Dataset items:
--- START ---
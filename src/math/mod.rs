pub mod angle;
pub mod arc_2d;
pub mod intersect_2d;
pub mod vector_2d;

/// 2D point type. An affine location: points subtract to vectors and
/// translate by vectors, but never add to each other.
pub type Point2 = nalgebra::Point2<f64>;

/// 2D vector type. A free displacement with no location.
pub type Vector2 = nalgebra::Vector2<f64>;

/// Global geometric tolerance for floating-point comparisons.
pub const EPSILON: f64 = 1e-8;

/// One full turn in radians.
pub const TWO_PI: f64 = std::f64::consts::TAU;

/// Returns true if `x` is within [`EPSILON`] of zero.
#[must_use]
pub fn nearly_zero(x: f64) -> bool {
    x.abs() < EPSILON
}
--- END ---
Return, word for word, the lines of the data above from the line with "pub mod angle;" through the line with "pub type Vector2 = nalgebra::Vector2<f64>;", inclusive.

pub mod angle;
pub mod arc_2d;
pub mod intersect_2d;
pub mod vector_2d;

/// 2D point type. An affine location: points subtract to vectors and
/// translate by vectors, but never add to each other.
pub type Point2 = nalgebra::Point2<f64>;

/// 2D vector type. A free displacement with no location.
pub type Vector2 = nalgebra::Vector2<f64>;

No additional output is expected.